However, my village does have a village cafe held one morning a week in the village hall. and I'm am more than happy to chat with other villages here. The whole purpose of the cafe (run by the church) is to encourage villages, young and old, to meet and socialise. Toys are provided for toddlers, to allows mothers to chat without worries and newspaper and magazines for the older folk if they want to be alone. No phones in evidence by choice and very popular.
Any info on how the group was formed would be great.
However I can't remember a lot of chit chat going on prior to the tech age.
If you want a conversation smile and speak if no one answers their not worth talking to anyway.People watching is interesting guess who will look up from their phones first . Last time I was in a cafe' a man offered to sing me an Elvis song in exchange for my toastie .I said "no it has to be a Beatles number " I kept my toastie ,he left with his wife and I laughing and my granddaughter sitting looking thoughly perplexed .
Don't give up being you. Its not you at all, its how people have become. They like to communicate by screen, as for the art of a good old chin wag its often down to where we live. If you are in London I would forget it, so many people don't speak English, and it can be dangerous.

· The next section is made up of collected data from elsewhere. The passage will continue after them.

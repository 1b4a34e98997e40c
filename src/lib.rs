//! # sass-graph
//!
//! Dependency graph for Sass and SCSS stylesheets.
//!
//! sass-graph reads the `@import`, `@use` and `@forward` directives of every
//! stylesheet, resolves them to files on disk and answers "which files does
//! X pull in" and "which files need rebuilding when X changes".
//!
//! ## Key Features
//!
//! - **Both syntaxes**: SCSS and the indented `.sass` syntax
//! - **Sass resolution rules**: load paths, `_partial` files, several extensions
//! - **Cycle safe**: circular imports are recorded and traversed once
//!
//! ## Quick Start
//!
//! ```rust,no_run
//! use sass_graph::{Graph, GraphOptions};
//! use std::path::Path;
//!
//! // Index every stylesheet under a directory
//! let graph = Graph::build_from_directory("styles", &GraphOptions::default())?;
//!
//! // Everything that must be rebuilt when a partial changes
//! for file in graph.ancestors(Path::new("styles/_variables.scss")) {
//!     println!("{}", file.display());
//! }
//! # Ok::<(), sass_graph::GraphError>(())
//! ```

pub mod cli;
pub mod config;
pub mod error;
pub mod graph;
pub mod parser;

// Re-exports for convenience
pub use config::{ConfigFile, GraphOptions};
pub use error::{GraphError, Result};
pub use graph::{resolve, Graph, GraphStats, Node};
pub use parser::{parse_imports, Dialect, SyntaxError};

#[cfg(test)]
mod tests {
    use super::*;
    use std::fs;
    use std::path::{Path, PathBuf};
    use tempfile::TempDir;

    fn write(dir: &Path, rel: &str, content: &str) -> PathBuf {
        let path = dir.join(rel);
        fs::create_dir_all(path.parent().unwrap()).unwrap();
        fs::write(&path, content).unwrap();
        fs::canonicalize(&path).unwrap()
    }

    /// A small project: two entry points sharing partials, one library
    /// module reached through a load path, and a CSS import left external.
    fn project() -> (TempDir, GraphOptions) {
        let tmp = TempDir::new().unwrap();
        let root = tmp.path();
        write(
            root,
            "src/app.scss",
            r#"
@use "sass:math";
@import "base/reset", "base/typography";
@import url("https://fonts.example.com/css");
@use "theme" with ($primary: blue);

.app { width: math.div(100%, 3); }
"#,
        );
        write(
            root,
            "src/admin.sass",
            "@import base/typography\n@import theme\n\n.admin\n  color: red\n",
        );
        write(root, "src/base/_reset.scss", "* { margin: 0; }\n");
        write(
            root,
            "src/base/_typography.scss",
            "@import \"../variables\";\nbody { font: $font; }\n",
        );
        write(root, "src/_variables.scss", "$font: sans-serif;\n");
        write(
            root,
            "lib/theme/_index.scss",
            "@forward \"colors\";\n",
        );
        write(root, "lib/theme/_colors.scss", "$primary: red !default;\n");
        write(root, "lib/_theme.scss", "@forward \"theme/index\";\n");

        let options = GraphOptions {
            load_paths: vec![root.join("lib")],
            ..GraphOptions::default()
        };
        (tmp, options)
    }

    fn names(paths: &[PathBuf]) -> Vec<String> {
        paths
            .iter()
            .map(|p| p.file_name().unwrap().to_string_lossy().to_string())
            .collect()
    }

    #[test]
    fn test_build_project_from_directory() {
        let (tmp, options) = project();
        let graph = Graph::build_from_directory(tmp.path().join("src"), &options).unwrap();

        // 5 files under src plus 3 reached through the load path
        assert_eq!(graph.len(), 8);

        let app = fs::canonicalize(tmp.path().join("src/app.scss")).unwrap();
        assert_eq!(
            names(&graph.node(&app).unwrap().imports),
            vec!["_reset.scss", "_typography.scss", "_theme.scss"]
        );

        let admin = fs::canonicalize(tmp.path().join("src/admin.sass")).unwrap();
        assert_eq!(
            names(&graph.node(&admin).unwrap().imports),
            vec!["_typography.scss", "_theme.scss"]
        );
    }

    #[test]
    fn test_ancestors_for_invalidation() {
        let (tmp, options) = project();
        let graph = Graph::build_from_directory(tmp.path().join("src"), &options).unwrap();

        let variables = tmp.path().join("src/_variables.scss");
        let mut affected = names(&graph.ancestors(&variables));
        affected.sort();
        assert_eq!(affected, vec!["_typography.scss", "admin.sass", "app.scss"]);

        let colors = tmp.path().join("lib/theme/_colors.scss");
        let mut affected = names(&graph.ancestors(&colors));
        affected.sort();
        assert_eq!(
            affected,
            vec!["_index.scss", "_theme.scss", "admin.sass", "app.scss"]
        );
    }

    #[test]
    fn test_descendents() {
        let (tmp, options) = project();
        let graph = Graph::build_from_directory(tmp.path().join("src"), &options).unwrap();

        let admin = tmp.path().join("src/admin.sass");
        assert_eq!(
            names(&graph.descendents(&admin)),
            vec![
                "_typography.scss",
                "_variables.scss",
                "_theme.scss",
                "_index.scss",
                "_colors.scss",
            ]
        );
    }

    #[test]
    fn test_build_from_single_file_only_reaches_imports() {
        let (tmp, options) = project();
        let graph = Graph::build_from_file(tmp.path().join("src/admin.sass"), &options).unwrap();

        assert_eq!(graph.len(), 6);
        assert!(graph.dir().is_none());
        let reset = fs::canonicalize(tmp.path().join("src/base/_reset.scss")).unwrap();
        assert!(!graph.contains(&reset));
    }

    #[test]
    fn test_unknown_file_has_no_relatives() {
        let (tmp, options) = project();
        let graph = Graph::build_from_directory(tmp.path().join("src"), &options).unwrap();

        assert!(graph.ancestors(&tmp.path().join("src/missing.scss")).is_empty());
        assert!(graph.descendents(Path::new("relative/nowhere.scss")).is_empty());
    }

    #[test]
    fn test_index_serializes_to_json() {
        let (tmp, options) = project();
        let graph = Graph::build_from_file(tmp.path().join("src/admin.sass"), &options).unwrap();

        let json = serde_json::to_value(graph.index()).unwrap();
        let admin = fs::canonicalize(tmp.path().join("src/admin.sass")).unwrap();
        let key = admin.to_string_lossy().to_string();
        let entry = &json[key.as_str()];
        assert_eq!(entry["imports"].as_array().unwrap().len(), 2);
        assert!(entry["importedBy"].as_array().unwrap().is_empty());
        assert!(entry["modified"].is_string());

        let whole = serde_json::to_value(&graph).unwrap();
        assert_eq!(&whole["index"], &json);
        assert_eq!(whole["follow"], false);
    }

    #[test]
    fn test_cycles_in_project() {
        let tmp = TempDir::new().unwrap();
        write(tmp.path(), "a.scss", "@import \"b\";");
        write(tmp.path(), "b.scss", "@import \"c\";");
        write(tmp.path(), "c.scss", "@import \"a\";");
        write(tmp.path(), "d.scss", "@import \"a\";");

        let graph = Graph::build_from_directory(tmp.path(), &GraphOptions::default()).unwrap();
        let cycles = graph.cycles();
        assert_eq!(cycles.len(), 1);
        assert_eq!(names(&cycles[0]), vec!["a.scss", "b.scss", "c.scss"]);
        assert_eq!(graph.stats().cycle_count, 1);
    }

    #[test]
    fn test_parse_imports_reexport() {
        assert_eq!(
            parse_imports("@import \"a\", \"b\";", Dialect::Braced).unwrap(),
            vec!["a", "b"]
        );
        assert!(matches!(
            parse_imports("@import \"a\" @import \"b\";", Dialect::Braced),
            Err(SyntaxError { line: 1 })
        ));
    }
}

If out in more friendly areas of the country people will still say good morning and give a moment to exchange words.... I was a London born boy, back then it was so different everyone in a road talked to each other and looked out for each other.... I am now in Sussex and yes most people have a phone out in the situation you are talking about... yet I wont give in and hang onto the hope that people will start to talk again.. So should you. :>)
To be honest I am quite happy to sit and people-watch rather than try to engage in conversation.
Even if you're enjoying a coffee alone at least you can have fun watching all those phone addicts wondering what that silence is.
Come the revolution. . . . .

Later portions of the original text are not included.